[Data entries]
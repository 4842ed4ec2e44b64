//! Fixed-period thread body with drift-free absolute scheduling.
//!
//! ## Iteration
//! ```text
//! next = start
//! loop {
//!     sleep_until(next)                      // absolute, TIMER_ABSTIME
//!     wakeup_latency = now - next            // metric "WakeupLatency"
//!     done = task.run_loop(ctx, now - start)
//!     loop_latency = end - wake              // metric "LoopLatency"
//!     task.track_latency(wakeup_latency, loop_latency)
//!     if done || stop requested { break }
//!     next += period                         // never now + period
//! }
//! ```
//!
//! The nominal wakeup of iteration `k` is always `start + k * period`.
//! An overrun makes the following sleep return immediately; the schedule
//! does not slip and the delay shows up only as wakeup latency.

use crate::thread::{StopHandle, Thread, ThreadBody};
use crate::tracer::{METRIC_LOOP_LATENCY, METRIC_WAKEUP_LATENCY, SPAN_SLEEP, SpanGuard, Tracer};
use parking_lot::Mutex;
use rtloop_common::clock::{Clock, MonotonicClock};
use rtloop_common::error::{RtError, RtResult};
use rtloop_common::sched::CyclicConfig;
use std::sync::Arc;

/// Iterations between publications of the shared latency snapshot.
const STATS_PUBLISH_INTERVAL: u64 = 1024;

// ─── Latency Statistics ────────────────────────────────────────────

/// Timing statistics of a cyclic thread. O(1) update, no allocation.
#[derive(Debug, Clone, Copy, PartialEq)]
pub struct LatencyStats {
    /// Completed iterations.
    pub iterations: u64,
    /// Logical start of the schedule [ns].
    pub start_ns: i64,
    /// Nominal wakeup of the last completed iteration [ns].
    pub last_nominal_wakeup_ns: i64,
    /// Last loop duration [ns].
    pub last_loop_ns: i64,
    /// Minimum loop duration [ns].
    pub min_loop_ns: i64,
    /// Maximum loop duration [ns].
    pub max_loop_ns: i64,
    /// Running sum of loop durations.
    pub sum_loop_ns: i64,
    /// Running sum of squares for stddev computation.
    pub sum_sq_loop_ns: i128,
    /// Maximum wakeup latency [ns].
    pub max_wakeup_ns: i64,
    /// Running sum of wakeup latencies.
    pub sum_wakeup_ns: i64,
    /// Iterations whose loop ended after the next nominal wakeup.
    pub overruns: u64,
}

impl Default for LatencyStats {
    fn default() -> Self {
        Self::new()
    }
}

impl LatencyStats {
    /// Zeroed statistics.
    pub const fn new() -> Self {
        Self {
            iterations: 0,
            start_ns: 0,
            last_nominal_wakeup_ns: 0,
            last_loop_ns: 0,
            min_loop_ns: i64::MAX,
            max_loop_ns: 0,
            sum_loop_ns: 0,
            sum_sq_loop_ns: 0,
            max_wakeup_ns: 0,
            sum_wakeup_ns: 0,
            overruns: 0,
        }
    }

    /// Record one iteration.
    #[inline]
    pub fn record(&mut self, wakeup_ns: i64, loop_ns: i64) {
        self.iterations += 1;
        self.last_loop_ns = loop_ns;
        self.min_loop_ns = self.min_loop_ns.min(loop_ns);
        self.max_loop_ns = self.max_loop_ns.max(loop_ns);
        self.sum_loop_ns += loop_ns;
        self.sum_sq_loop_ns += (loop_ns as i128) * (loop_ns as i128);
        self.max_wakeup_ns = self.max_wakeup_ns.max(wakeup_ns);
        self.sum_wakeup_ns += wakeup_ns;
    }

    /// Average loop duration [ns] (0 if no iterations).
    #[inline]
    pub fn avg_loop_ns(&self) -> i64 {
        if self.iterations == 0 {
            0
        } else {
            self.sum_loop_ns / self.iterations as i64
        }
    }

    /// Average wakeup latency [ns] (0 if no iterations).
    #[inline]
    pub fn avg_wakeup_ns(&self) -> i64 {
        if self.iterations == 0 {
            0
        } else {
            self.sum_wakeup_ns / self.iterations as i64
        }
    }

    /// Standard deviation of the loop duration [ns].
    pub fn loop_stddev_ns(&self) -> f64 {
        if self.iterations < 2 {
            return 0.0;
        }
        let n = self.iterations as f64;
        let mean = self.sum_loop_ns as f64 / n;
        let var = (self.sum_sq_loop_ns as f64 / n) - mean * mean;
        var.max(0.0).sqrt()
    }
}

/// Shared view of a cyclic thread's [`LatencyStats`].
///
/// Refreshed every 1024 iterations without blocking the loop, and
/// unconditionally when the loop exits.
#[derive(Debug, Clone, Default)]
pub struct StatsHandle(Arc<Mutex<LatencyStats>>);

impl StatsHandle {
    /// Copy of the last published statistics.
    pub fn snapshot(&self) -> LatencyStats {
        *self.0.lock()
    }

    #[inline]
    fn try_publish(&self, stats: &LatencyStats) {
        if let Some(mut shared) = self.0.try_lock() {
            *shared = *stats;
        }
    }

    fn publish(&self, stats: &LatencyStats) {
        *self.0.lock() = *stats;
    }
}

// ─── Task Trait ────────────────────────────────────────────────────

/// Per-iteration view handed to [`CyclicTask::run_loop`].
#[derive(Debug)]
pub struct CycleContext<'a> {
    tracer: &'a Tracer,
    iteration: u64,
    nominal_wakeup_ns: i64,
    wakeup_latency_ns: i64,
}

impl<'a> CycleContext<'a> {
    /// Zero-based iteration index.
    #[inline]
    pub fn iteration(&self) -> u64 {
        self.iteration
    }

    /// Scheduled wakeup of this iteration: `start + iteration * period`.
    #[inline]
    pub fn nominal_wakeup_ns(&self) -> i64 {
        self.nominal_wakeup_ns
    }

    /// How late this iteration woke up [ns].
    #[inline]
    pub fn wakeup_latency_ns(&self) -> i64 {
        self.wakeup_latency_ns
    }

    /// The thread's tracer.
    #[inline]
    pub fn tracer(&self) -> &'a Tracer {
        self.tracer
    }

    /// Shorthand for `ctx.tracer().with_span(name)`.
    #[inline]
    pub fn span(&self, name: &'static str) -> SpanGuard<'a> {
        self.tracer.with_span(name)
    }
}

/// Work executed once per period.
///
/// Implementations must not block, allocate or panic inside
/// [`run_loop`](Self::run_loop); errors are handled internally and at most
/// turned into a stop request by returning `true`.
pub trait CyclicTask: Send + 'static {
    /// One iteration. `elapsed_ns` is the time since the schedule started.
    /// Return `true` to stop gracefully.
    fn run_loop(&mut self, ctx: &CycleContext<'_>, elapsed_ns: i64) -> bool;

    /// Called after every iteration with its wakeup and loop latency [ns].
    fn track_latency(&mut self, _wakeup_latency_ns: i64, _loop_latency_ns: i64) {}

    /// Called once on the real-time thread, after scheduling is applied and
    /// before the first period. Publishers and subscribers are created here.
    fn initialize_transport(&mut self) {}
}

/// Adapter running a closure as a [`CyclicTask`].
pub struct FnTask<F>(pub F);

impl<F> CyclicTask for FnTask<F>
where
    F: FnMut(&CycleContext<'_>, i64) -> bool + Send + 'static,
{
    fn run_loop(&mut self, ctx: &CycleContext<'_>, elapsed_ns: i64) -> bool {
        (self.0)(ctx, elapsed_ns)
    }
}

// ─── Cyclic Thread ─────────────────────────────────────────────────

/// A [`CyclicTask`] bound to its period, tracer and clock.
pub struct CyclicThread<T, C = MonotonicClock> {
    name: String,
    config: CyclicConfig,
    task: T,
    clock: C,
    tracer: Tracer,
    stats: StatsHandle,
}

impl<T: CyclicTask> CyclicThread<T, MonotonicClock> {
    /// Validate `config` and allocate the tracer buffer.
    ///
    /// # Errors
    /// `RtError::Configuration` for a non-positive period, an invalid
    /// priority or affinity, or a zero tracer capacity.
    pub fn new(name: impl Into<String>, config: CyclicConfig, task: T) -> RtResult<Self> {
        let name = name.into();
        config.validate().map_err(|e| match e {
            RtError::Configuration(msg) => {
                RtError::Configuration(format!("cyclic thread '{name}': {msg}"))
            }
            other => other,
        })?;
        let tracer = Tracer::new(&name, &config.tracer);
        Ok(Self {
            name,
            config,
            task,
            clock: MonotonicClock,
            tracer,
            stats: StatsHandle::default(),
        })
    }
}

impl<T: CyclicTask, C: Clock> CyclicThread<T, C> {
    /// Replace the time source.
    pub fn with_clock<C2: Clock>(self, clock: C2) -> CyclicThread<T, C2> {
        CyclicThread {
            name: self.name,
            config: self.config,
            task: self.task,
            clock,
            tracer: self.tracer,
            stats: self.stats,
        }
    }

    /// Thread name.
    pub fn name(&self) -> &str {
        &self.name
    }

    /// Period [ns].
    pub fn period_ns(&self) -> i64 {
        self.config.period_ns
    }

    /// This thread's tracer.
    pub fn tracer(&self) -> &Tracer {
        &self.tracer
    }

    /// Handle to the latency statistics, valid after the thread is moved.
    pub fn stats(&self) -> StatsHandle {
        self.stats.clone()
    }

    /// The wrapped task.
    pub fn task(&self) -> &T {
        &self.task
    }

    /// Wrap into a [`Thread`] that applies the scheduling part of the config.
    pub fn into_thread(self) -> RtResult<Thread> {
        let name = self.name.clone();
        let sched = self.config.sched.clone();
        Thread::new(name, sched, self)
    }

    #[inline]
    fn sleep_until(&self, deadline_ns: i64) {
        if self.config.tracer.trace_sleep {
            let sleep_start = self.clock.now_ns();
            self.clock.sleep_until_ns(deadline_ns);
            self.tracer
                .record_span(SPAN_SLEEP, sleep_start, self.clock.now_ns());
        } else {
            self.clock.sleep_until_ns(deadline_ns);
        }
    }
}

impl<T: CyclicTask, C: Clock> ThreadBody for CyclicThread<T, C> {
    fn run(&mut self, stop: &StopHandle) {
        self.task.initialize_transport();

        let period_ns = self.config.period_ns;
        let start_ns = self.clock.now_ns();
        let mut next_wakeup_ns = start_ns;
        let mut stats = LatencyStats::new();
        stats.start_ns = start_ns;
        let mut iteration: u64 = 0;

        loop {
            self.sleep_until(next_wakeup_ns);

            let wake_ns = self.clock.now_ns();
            let wakeup_latency_ns = wake_ns - next_wakeup_ns;
            self.tracer
                .record_metric(METRIC_WAKEUP_LATENCY, wakeup_latency_ns, wake_ns);

            let ctx = CycleContext {
                tracer: &self.tracer,
                iteration,
                nominal_wakeup_ns: next_wakeup_ns,
                wakeup_latency_ns,
            };
            let done = self.task.run_loop(&ctx, wake_ns - start_ns);

            let loop_end_ns = self.clock.now_ns();
            let loop_latency_ns = loop_end_ns - wake_ns;
            self.tracer
                .record_metric(METRIC_LOOP_LATENCY, loop_latency_ns, loop_end_ns);
            self.task.track_latency(wakeup_latency_ns, loop_latency_ns);

            stats.record(wakeup_latency_ns, loop_latency_ns);
            stats.last_nominal_wakeup_ns = next_wakeup_ns;
            if loop_end_ns > next_wakeup_ns + period_ns {
                stats.overruns += 1;
            }

            iteration += 1;
            if iteration % STATS_PUBLISH_INTERVAL == 0 {
                self.stats.try_publish(&stats);
            }

            if done || stop.is_stop_requested() {
                break;
            }
            next_wakeup_ns += period_ns;
        }

        self.stats.publish(&stats);
        tracing::info!(
            thread = %self.name,
            iterations = stats.iterations,
            max_wakeup_ns = stats.max_wakeup_ns,
            max_loop_ns = stats.max_loop_ns,
            overruns = stats.overruns,
            "cyclic loop exited"
        );
    }

    fn tracer(&self) -> Option<Tracer> {
        Some(self.tracer.clone())
    }
}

### [EXERCISE]
In the entries above, find the line with "impl Default for" and the line with "self.iterations += 1;", then restate word for word both of them and every line between, with nothing more.

### [THE COMPLETED TASK]
impl Default for LatencyStats {
    fn default() -> Self {
        Self::new()
    }
}

impl LatencyStats {
    /// Zeroed statistics.
    pub const fn new() -> Self {
        Self {
            iterations: 0,
            start_ns: 0,
            last_nominal_wakeup_ns: 0,
            last_loop_ns: 0,
            min_loop_ns: i64::MAX,
            max_loop_ns: 0,
            sum_loop_ns: 0,
            sum_sq_loop_ns: 0,
            max_wakeup_ns: 0,
            sum_wakeup_ns: 0,
            overruns: 0,
        }
    }

    /// Record one iteration.
    #[inline]
    pub fn record(&mut self, wakeup_ns: i64, loop_ns: i64) {
        self.iterations += 1;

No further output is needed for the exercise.